Scientology Leaders Convicted of Fraud

March 17, 1978


PARIS - The Paris Tribunal has found four leaders of the Church of Scientology, including the American Founder, guilty of making fraudulent claims that physical cures and professional success can be achieved through Scientology.

The hour-long verdict, read Feb. 14, was the result of a seven-year public inquiry and a lengthy trial last November. Ron Lafayette Hubbard, the American founder of the sect, was condemned to four years imprisonment and a fine of 35,000 francs (a little over $7000).

Harry Laarhuis, Dutch former executive director of the French branch of the organization, was condemned to three years and a fine of 15,000 francs.

Mrs. Jacquelline Valentin, French former head of the church in France, was sentenced to two years in prison and a fine of 10,000 francs.

Georges Andreu, husband of the actual head of the French Church of Scientology, was given a suspended one-year prison sentence and a fine of 3,000 francs.

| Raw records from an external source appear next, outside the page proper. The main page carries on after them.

use std::fs;
use std::path::Path;

use crate::error::{Result, ToolError};

/// Reads a log file that must be UTF-8.
pub fn read_utf8(path: &Path) -> Result<String> {
    let bytes = fs::read(path)?;
    String::from_utf8(bytes).map_err(|source| ToolError::Undecodable {
        path: path.to_path_buf(),
        source,
    })
}

#[cfg(test)]
mod tests {
    use super::*;
    use tempfile::tempdir;

    #[test]
    fn rejects_non_utf8_content() {
        let dir = tempdir().expect("temporary directory");
        let path = dir.path().join("log.dat");
        fs::write(&path, b"1 R1 0 X\n\xff\xfe").expect("file written");

        let error = read_utf8(&path).expect_err("invalid UTF-8 rejected");
        assert!(matches!(error, ToolError::Undecodable { .. }));
    }

    #[test]
    fn reads_utf8_content() {
        let dir = tempdir().expect("temporary directory");
        let path = dir.path().join("log.dat");
        fs::write(&path, "! Board Name: Ä Time: now\n").expect("file written");

        assert_eq!(read_utf8(&path).expect("read"), "! Board Name: Ä Time: now\n");
    }
}
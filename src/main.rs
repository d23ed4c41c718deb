use std::path::PathBuf;

use clap::{ArgAction, Parser, Subcommand};
use parts_coverage::flatten::{TemplateLayout, format_percentage};
use parts_coverage::pipeline::{self, ReportInputs};
use parts_coverage::{Result, ToolError};
use tracing_subscriber::EnvFilter;

fn main() {
    let cli = Cli::parse();
    if let Err(error) = run(cli) {
        eprintln!("error: {error}");
        std::process::exit(1);
    }
}

fn run(cli: Cli) -> Result<()> {
    init_logging(cli.verbose)?;
    match cli.command {
        Command::Report(args) => execute_report(args),
    }
}

fn init_logging(verbosity: u8) -> Result<()> {
    let level = match verbosity {
        0 => "warn",
        1 => "info",
        2 => "debug",
        _ => "trace",
    };
    let filter = EnvFilter::try_from_default_env().unwrap_or_else(|_| EnvFilter::new(level));
    tracing_subscriber::fmt()
        .with_env_filter(filter)
        .with_writer(std::io::stderr)
        .try_init()
        .map_err(|error| ToolError::Logging(error.to_string()))
}

fn execute_report(args: ReportArgs) -> Result<()> {
    let inputs = ReportInputs {
        result_log: args.result_log,
        template: args.template,
        test_log: args.test_log,
        reference: args.reference,
        output: args.output,
    };

    let report = pipeline::generate_report(&inputs, &TemplateLayout::default())?;

    if let Some(dir) = &args.export_dir {
        for path in pipeline::export_buckets(dir, &report)? {
            println!("exported {}", path.display());
        }
    }
    if let Some(path) = &args.summary {
        pipeline::write_summary(path, &report)?;
    }

    println!("wrote {}", inputs.output.display());
    if let Some(parts) = &report.parts {
        println!(
            "parts: {} unique, {} duplicate, {} without description, {} no-connect; coverage {}",
            parts.unique.len(),
            parts.duplicates.len(),
            parts.no_description.len(),
            parts.no_connect.len(),
            format_percentage(parts.coverage),
        );
    }
    Ok(())
}

#[derive(Parser)]
#[command(
    author,
    version,
    about = "Build a parts coverage report from in-circuit tester exports."
)]
struct Cli {
    /// Increase log verbosity (-v info, -vv debug, -vvv trace). RUST_LOG wins when set.
    #[arg(short, long, global = true, action = ArgAction::Count)]
    verbose: u8,

    #[command(subcommand)]
    command: Command,
}

#[derive(Subcommand)]
enum Command {
    /// Fill the report template from the tester exports.
    Report(ReportArgs),
}

#[derive(clap::Args)]
struct ReportArgs {
    /// Structured result log (.dcl).
    #[arg(long)]
    result_log: PathBuf,

    /// Report template workbook (.xlsx).
    #[arg(long)]
    template: PathBuf,

    /// Output workbook path.
    #[arg(long)]
    output: PathBuf,

    /// Equipment test log (.dat) used for the parts coverage sheet.
    #[arg(long)]
    test_log: Option<PathBuf>,

    /// Component reference table (.csv) with Reference and Description columns.
    #[arg(long)]
    reference: Option<PathBuf>,

    /// Directory receiving the no-connect, duplicate and no-description tables.
    #[arg(long)]
    export_dir: Option<PathBuf>,

    /// Write the full run result as JSON to this path.
    #[arg(long)]
    summary: Option<PathBuf>,
}
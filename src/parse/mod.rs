//! Line-oriented parsers for the two equipment logs.

pub mod result_log;
pub mod test_log;

pub use result_log::{ResultLog, parse_result_log};
pub use test_log::{TestLog, classify, parse_test_log};
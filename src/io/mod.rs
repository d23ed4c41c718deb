//! File adapters: log decoding, the reference table, and workbook read/write.

pub mod excel_read;
pub mod excel_write;
pub mod merged;
pub mod reference_csv;
pub mod text;
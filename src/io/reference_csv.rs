use std::fs;
use std::path::Path;

use csv::ReaderBuilder;
use encoding_rs::{Encoding, GBK, UTF_8, WINDOWS_1252};

use crate::error::Result;
use crate::model::ReferenceRow;

/// Candidate encodings, tried in order.
const ENCODINGS: [&Encoding; 3] = [UTF_8, GBK, WINDOWS_1252];

const REFERENCE_COLUMN: &str = "Reference";
const DESCRIPTION_COLUMN: &str = "Description";

/// Reads the component reference table.
///
/// Only I/O failures are errors. A file that cannot be decoded or parsed in
/// any candidate encoding, or that lacks the `Reference`/`Description`
/// columns, yields an empty table.
pub fn read_reference_table(path: &Path) -> Result<Vec<ReferenceRow>> {
    let bytes = fs::read(path)?;
    Ok(decode_reference_table(&bytes))
}

/// Decodes raw table bytes, see [`read_reference_table`].
pub fn decode_reference_table(bytes: &[u8]) -> Vec<ReferenceRow> {
    for encoding in ENCODINGS {
        let (text, _, had_errors) = encoding.decode(bytes);
        if had_errors {
            tracing::debug!(encoding = encoding.name(), "reference table does not decode");
            continue;
        }
        match parse_table(&text) {
            Ok(Some(rows)) => {
                tracing::debug!(encoding = encoding.name(), "decoded reference table");
                return rows;
            }
            Ok(None) => continue,
            Err(error) => {
                tracing::debug!(encoding = encoding.name(), %error, "reference table does not parse");
            }
        }
    }
    tracing::warn!("reference table is empty or unreadable; descriptions will be missing");
    Vec::new()
}

/// `Ok(None)` when the table has no records.
fn parse_table(text: &str) -> std::result::Result<Option<Vec<ReferenceRow>>, csv::Error> {
    let mut reader = ReaderBuilder::new()
        .has_headers(true)
        .flexible(true)
        .from_reader(text.as_bytes());

    let headers: Vec<String> = reader
        .headers()?
        .iter()
        .map(|header| header.trim_matches('\u{feff}').trim().to_string())
        .collect();

    let records = reader.records().collect::<std::result::Result<Vec<_>, _>>()?;
    if records.is_empty() {
        return Ok(None);
    }

    let position = |name: &str| headers.iter().position(|header| header == name);
    let (Some(reference_idx), Some(description_idx)) =
        (position(REFERENCE_COLUMN), position(DESCRIPTION_COLUMN))
    else {
        tracing::warn!(
            columns = ?headers,
            "reference table lacks Reference/Description columns"
        );
        return Ok(Some(Vec::new()));
    };

    let rows = records
        .iter()
        .filter_map(|record| {
            let reference = record.get(reference_idx).unwrap_or_default().trim();
            if reference.is_empty() {
                return None;
            }
            let description = record.get(description_idx).unwrap_or_default().trim();
            Some(ReferenceRow::new(reference, description))
        })
        .collect();
    Ok(Some(rows))
}

#[cfg(test)]
mod tests {
    use super::*;

    #[test]
    fn reads_utf8_table() {
        let rows = decode_reference_table(
            "\u{feff}Item, Reference ,Description\n1,\"R1-R3, R7\",10k resistor\n2,C1,100nF\n"
                .as_bytes(),
        );
        assert_eq!(
            rows,
            vec![
                ReferenceRow::new("R1-R3, R7", "10k resistor"),
                ReferenceRow::new("C1", "100nF"),
            ]
        );
    }

    #[test]
    fn falls_back_to_gbk() {
        let (bytes, _, _) = GBK.encode("Reference,Description\nR1,电阻\n");
        let rows = decode_reference_table(&bytes);
        assert_eq!(rows, vec![ReferenceRow::new("R1", "电阻")]);
    }

    #[test]
    fn falls_back_to_latin1() {
        // 0xB5 is not valid UTF-8 nor a complete GBK sequence at end of input.
        let bytes = b"Reference,Description\nC1,1\xb5F\xb5";
        let rows = decode_reference_table(bytes);
        assert_eq!(rows.len(), 1);
        assert_eq!(rows[0].description, "1\u{b5}F\u{b5}");
    }

    #[test]
    fn missing_columns_give_empty_table() {
        let rows = decode_reference_table(b"Ref,Desc\nR1,resistor\n");
        assert!(rows.is_empty());
    }

    #[test]
    fn empty_input_gives_empty_table() {
        assert!(decode_reference_table(b"").is_empty());
        assert!(decode_reference_table(b"Reference,Description\n").is_empty());
    }

    #[test]
    fn blank_references_are_skipped() {
        let rows = decode_reference_table(b"Reference,Description\n,orphan\nR2,ok\n");
        assert_eq!(rows, vec![ReferenceRow::new("R2", "ok")]);
    }
}
//! Core library for the parts-coverage command line application.
//!
//! The library reconciles the exports of an in-circuit tester into a parts
//! coverage report. Log parsers live under [`parse`], designator range
//! expansion under [`reference`], description lookup and deduplication under
//! [`reconcile`], the typed records in [`model`], file adapters under [`io`],
//! the mapping from records to sheet tables in [`flatten`], and the run
//! orchestration in [`pipeline`].

pub mod error;
pub mod flatten;
pub mod io;
pub mod model;
pub mod parse;
pub mod pipeline;
pub mod reconcile;
pub mod reference;

pub use error::{Result, ToolError};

Andreu was the only accused to appear in person during the trial. The other three, who are "somewhere abroad," were condemned in absentia (a practice permitted by French law), and the judge published a warrant for their arrest.

Andreu stated afterwards that he will appeal the decision, which he denounced as "a violation of the letter and the spirit of both French law and the European convention of human rights." During his speech, the presiding judge of the tribunal stressed the fact that "the present lawsuit only concerns the commercial activities of the French Association of Scientology, and that the court was not interested in judging whether Scientology is a religion or not."

After giving a definition of fraud - recourse to fraudulent activities to raise false hopes in order to procure sums of money - the judge concluded that the facts and statements by the witnesses were "ample proof" of the veracity of the charge.

The French organization, he said, made false promises regarding professional success and the cure of psychosomatic illnesses, with the sole aim of "increasing the financial revenue," to use Hubbard's own words.

The case for the defense had been entirely based on the religious nature claimed by the movement, but the court refused to examine this aspect of the question.

The court examined evidence of large profits made by an organization which declares itself to be non-profit, the psycho-therapeutic nature of a treatment dispensed by people with no medical qualifications, and claim made by Scientology to be "capable of curing some 70 percent of human illnesses, including those formerly considered to be without help - radioactive burns, the atomic bomb, etc."

In a statement sent to the French Ministry of Justice, D. Gaiman of the executive council of the Church of Scientology of Great Britain, accused the French court of having perpetrated a travesty of justice. He demanded that the judges of the Tribunal be "reprimanded and threatened to take the matter to an international court.